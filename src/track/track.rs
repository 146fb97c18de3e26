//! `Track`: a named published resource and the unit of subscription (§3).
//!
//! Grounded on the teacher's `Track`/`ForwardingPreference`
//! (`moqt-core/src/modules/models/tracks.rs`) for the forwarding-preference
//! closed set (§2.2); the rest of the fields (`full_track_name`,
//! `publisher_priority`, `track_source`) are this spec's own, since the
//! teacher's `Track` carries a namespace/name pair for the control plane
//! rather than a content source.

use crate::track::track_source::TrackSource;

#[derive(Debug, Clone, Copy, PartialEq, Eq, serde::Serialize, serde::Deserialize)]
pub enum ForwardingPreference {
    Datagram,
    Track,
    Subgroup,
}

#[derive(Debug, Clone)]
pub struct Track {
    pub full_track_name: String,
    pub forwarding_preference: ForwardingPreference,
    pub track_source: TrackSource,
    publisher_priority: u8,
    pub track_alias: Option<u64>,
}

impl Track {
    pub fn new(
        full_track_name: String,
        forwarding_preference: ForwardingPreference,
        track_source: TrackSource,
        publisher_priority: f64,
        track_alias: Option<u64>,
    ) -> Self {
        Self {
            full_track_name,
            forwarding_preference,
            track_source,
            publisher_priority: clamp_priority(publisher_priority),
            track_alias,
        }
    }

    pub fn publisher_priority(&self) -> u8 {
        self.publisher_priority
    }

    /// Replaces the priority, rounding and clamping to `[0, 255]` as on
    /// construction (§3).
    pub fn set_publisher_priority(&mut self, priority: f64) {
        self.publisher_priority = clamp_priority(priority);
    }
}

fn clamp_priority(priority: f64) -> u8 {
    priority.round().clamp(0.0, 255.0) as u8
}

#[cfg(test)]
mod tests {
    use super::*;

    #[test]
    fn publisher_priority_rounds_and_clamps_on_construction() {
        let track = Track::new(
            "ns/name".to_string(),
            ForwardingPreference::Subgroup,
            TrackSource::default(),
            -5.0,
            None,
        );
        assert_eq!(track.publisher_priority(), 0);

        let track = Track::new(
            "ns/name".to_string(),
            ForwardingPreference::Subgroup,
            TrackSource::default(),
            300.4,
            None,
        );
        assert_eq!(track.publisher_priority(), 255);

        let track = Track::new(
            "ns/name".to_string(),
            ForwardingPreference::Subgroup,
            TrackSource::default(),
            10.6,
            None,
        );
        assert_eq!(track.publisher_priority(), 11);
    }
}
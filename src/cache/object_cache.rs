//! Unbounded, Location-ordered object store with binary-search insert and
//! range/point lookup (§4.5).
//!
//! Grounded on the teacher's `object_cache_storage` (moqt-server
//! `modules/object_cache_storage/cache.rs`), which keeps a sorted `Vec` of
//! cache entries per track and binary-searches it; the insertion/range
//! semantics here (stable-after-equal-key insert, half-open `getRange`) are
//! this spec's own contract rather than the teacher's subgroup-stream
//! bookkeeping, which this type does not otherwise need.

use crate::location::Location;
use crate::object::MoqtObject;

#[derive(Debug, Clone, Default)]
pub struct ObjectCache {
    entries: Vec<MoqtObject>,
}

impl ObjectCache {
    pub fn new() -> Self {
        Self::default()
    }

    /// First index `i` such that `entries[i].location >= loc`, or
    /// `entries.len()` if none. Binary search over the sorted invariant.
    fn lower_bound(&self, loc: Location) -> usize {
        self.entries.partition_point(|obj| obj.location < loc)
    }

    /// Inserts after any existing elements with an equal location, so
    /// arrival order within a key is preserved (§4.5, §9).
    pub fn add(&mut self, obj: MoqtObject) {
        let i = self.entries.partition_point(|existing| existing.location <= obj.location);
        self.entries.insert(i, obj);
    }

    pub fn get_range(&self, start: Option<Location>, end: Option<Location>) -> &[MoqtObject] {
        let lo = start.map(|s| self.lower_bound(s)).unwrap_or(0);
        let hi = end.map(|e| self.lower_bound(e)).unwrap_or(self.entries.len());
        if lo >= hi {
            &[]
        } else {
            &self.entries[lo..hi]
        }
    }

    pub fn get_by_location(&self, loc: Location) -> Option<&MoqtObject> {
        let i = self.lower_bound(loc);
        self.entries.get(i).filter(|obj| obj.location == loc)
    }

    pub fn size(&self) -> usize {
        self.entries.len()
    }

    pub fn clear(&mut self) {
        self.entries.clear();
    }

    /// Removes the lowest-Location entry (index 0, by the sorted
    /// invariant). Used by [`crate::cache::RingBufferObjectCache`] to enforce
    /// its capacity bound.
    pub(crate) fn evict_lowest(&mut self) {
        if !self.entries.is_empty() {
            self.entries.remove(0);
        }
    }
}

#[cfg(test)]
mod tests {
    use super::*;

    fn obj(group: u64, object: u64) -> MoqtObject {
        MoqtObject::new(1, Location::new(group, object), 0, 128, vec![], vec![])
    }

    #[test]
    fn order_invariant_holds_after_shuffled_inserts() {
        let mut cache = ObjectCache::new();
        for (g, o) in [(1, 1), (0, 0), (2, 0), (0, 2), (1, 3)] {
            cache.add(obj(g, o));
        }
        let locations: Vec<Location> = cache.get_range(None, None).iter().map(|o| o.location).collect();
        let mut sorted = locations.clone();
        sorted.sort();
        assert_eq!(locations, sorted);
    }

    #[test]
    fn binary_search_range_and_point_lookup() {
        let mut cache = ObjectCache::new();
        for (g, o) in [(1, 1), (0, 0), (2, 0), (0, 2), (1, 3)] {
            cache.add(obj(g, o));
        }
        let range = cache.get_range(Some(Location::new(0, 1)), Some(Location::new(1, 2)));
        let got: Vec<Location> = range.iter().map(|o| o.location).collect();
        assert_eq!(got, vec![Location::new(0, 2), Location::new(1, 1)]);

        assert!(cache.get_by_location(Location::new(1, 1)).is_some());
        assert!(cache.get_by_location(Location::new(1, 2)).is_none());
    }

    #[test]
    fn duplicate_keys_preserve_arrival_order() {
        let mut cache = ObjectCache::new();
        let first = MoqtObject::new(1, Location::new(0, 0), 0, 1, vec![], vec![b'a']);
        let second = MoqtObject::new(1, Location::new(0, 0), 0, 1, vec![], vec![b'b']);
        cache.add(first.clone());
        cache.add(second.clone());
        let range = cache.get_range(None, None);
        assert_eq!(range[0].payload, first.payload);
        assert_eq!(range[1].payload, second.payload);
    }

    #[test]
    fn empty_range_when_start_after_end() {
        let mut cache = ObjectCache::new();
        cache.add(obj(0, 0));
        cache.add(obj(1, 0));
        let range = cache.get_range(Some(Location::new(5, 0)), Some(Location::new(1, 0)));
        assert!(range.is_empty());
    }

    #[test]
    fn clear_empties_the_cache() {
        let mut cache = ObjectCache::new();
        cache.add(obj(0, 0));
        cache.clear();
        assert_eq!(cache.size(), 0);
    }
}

* Your instructions:
Look above for the line with "use crate::object::MoqtObject;" and the line with "let i = self.lower_bound(loc);", and reproduce exactly those two lines plus every line between, nothing more.

* Response:
use crate::object::MoqtObject;

#[derive(Debug, Clone, Default)]
pub struct ObjectCache {
    entries: Vec<MoqtObject>,
}

impl ObjectCache {
    pub fn new() -> Self {
        Self::default()
    }

    /// First index `i` such that `entries[i].location >= loc`, or
    /// `entries.len()` if none. Binary search over the sorted invariant.
    fn lower_bound(&self, loc: Location) -> usize {
        self.entries.partition_point(|obj| obj.location < loc)
    }

    /// Inserts after any existing elements with an equal location, so
    /// arrival order within a key is preserved (§4.5, §9).
    pub fn add(&mut self, obj: MoqtObject) {
        let i = self.entries.partition_point(|existing| existing.location <= obj.location);
        self.entries.insert(i, obj);
    }

    pub fn get_range(&self, start: Option<Location>, end: Option<Location>) -> &[MoqtObject] {
        let lo = start.map(|s| self.lower_bound(s)).unwrap_or(0);
        let hi = end.map(|e| self.lower_bound(e)).unwrap_or(self.entries.len());
        if lo >= hi {
            &[]
        } else {
            &self.entries[lo..hi]
        }
    }

    pub fn get_by_location(&self, loc: Location) -> Option<&MoqtObject> {
        let i = self.lower_bound(loc);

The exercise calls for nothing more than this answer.